Fruit for the Hughes and Hughes Riesling 2019 was sourced from the Coal River Valley and the Derwent Valley. The blend is made up of 95% tank fermented GHM yeast, and 5% barrel fermented natural yeast. The primary ferment long and cool and was stopped when balance was achieved. It was held on lees for two months post ferment and bottled on the 21st July.
The Hughes and Hughes Riesling 2018 has cracking acidity that is balanced by 7 grams of residual sugar. There’s citrus and white florals bursting out. The residual sugar allows the palate to begin with fruit and transition to a dry finish. The time on lees has added weight and rounded the wine out. A limited volume of only 2508 bottles were produced without fining.

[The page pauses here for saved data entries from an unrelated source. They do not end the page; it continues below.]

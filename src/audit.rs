//! Append-only action log
//!
//! One line per action: UTC timestamp, action name, details. The file is
//! never rotated or truncated here.

use chrono::{SecondsFormat, Utc};
use std::fs::OpenOptions;
use std::io::Write;
use std::path::PathBuf;

#[derive(Debug, Clone)]
pub struct AuditLog {
    path: PathBuf,
}

impl AuditLog {
    pub fn new(path: PathBuf) -> Self {
        Self { path }
    }

    pub fn path(&self) -> &PathBuf {
        &self.path
    }

    /// Append one action record. A log write failure is reported but never
    /// fails the action it records.
    pub fn record(&self, action: &str, details: &str) {
        let line = format!(
            "{}\t{}\t{}\n",
            Utc::now().to_rfc3339_opts(SecondsFormat::Secs, true),
            action,
            details
        );

        let result = OpenOptions::new()
            .create(true)
            .append(true)
            .open(&self.path)
            .and_then(|mut file| file.write_all(line.as_bytes()));

        if let Err(e) = result {
            tracing::warn!(path = %self.path.display(), error = %e, "failed to write audit log");
        }
    }
}

#[cfg(test)]
mod tests {
    use super::*;
    use tempfile::tempdir;

    #[test]
    fn records_accumulate_without_truncation() {
        let dir = tempdir().unwrap();
        let log = AuditLog::new(dir.path().join("actions.log"));

        log.record("install", "git");
        log.record("profile-append", "export FOO=1");

        let contents = std::fs::read_to_string(log.path()).unwrap();
        let lines: Vec<&str> = contents.lines().collect();
        assert_eq!(lines.len(), 2);
        assert!(lines[0].contains("install\tgit"));
        assert!(lines[1].contains("profile-append"));

        // a second logger on the same path keeps appending
        let again = AuditLog::new(log.path().clone());
        again.record("remove", "go");
        let contents = std::fs::read_to_string(log.path()).unwrap();
        assert_eq!(contents.lines().count(), 3);
    }
}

Best New Winery of the Year - Young Winemaker of the Year 2019
Who are we to argue with James Halliday and the WINE magazine. Tasmania is on a roll right now and if you were to start a new high quality winery in Australia, there really is only one place to go; and that is Tasmania.
The Barossa Valley has had its time in the sun; literally, as with Global warming who knows if it will get too hot for quality wines. Now it’s Tasmania’s turn to shine, or more to the point, take advantage of the incredible demand for Pinot Noir and cool climate white wines, think Chardonnay, Riesling and Pinot Gris, and that is before we start talking about Sparkling Wine.
But I digress, the Best New Winery of the Year was awarded to Mewstone Wines, who also have a brand called Hughes and Hughes
Hughes and Hughes is a story of two brothers who both have Economics degrees. One took the more traditional path working for Macquarie Bank, JP Morgan and Morgan Stanley. The other brother decided a life in wine was more interesting, if less financially secure. He worked a string of vintages in both the Northern and Southern Hemisphere working for a number of high profile wineries, including Felton Road in Central Otago. Fast forward 15 years and the brothers have now joined forces, planting a vineyard in their home state of Tasmania and their success and their wines are spectacular.
These are wines of character and place and a great example of the modern Australian wine industry, which strangely is looking back to the past. The use of traditional grape varieties, made in a traditional way, but not trying to produce a wine style to suit any critic or super market chain, but rather wines the winemakers want to drink.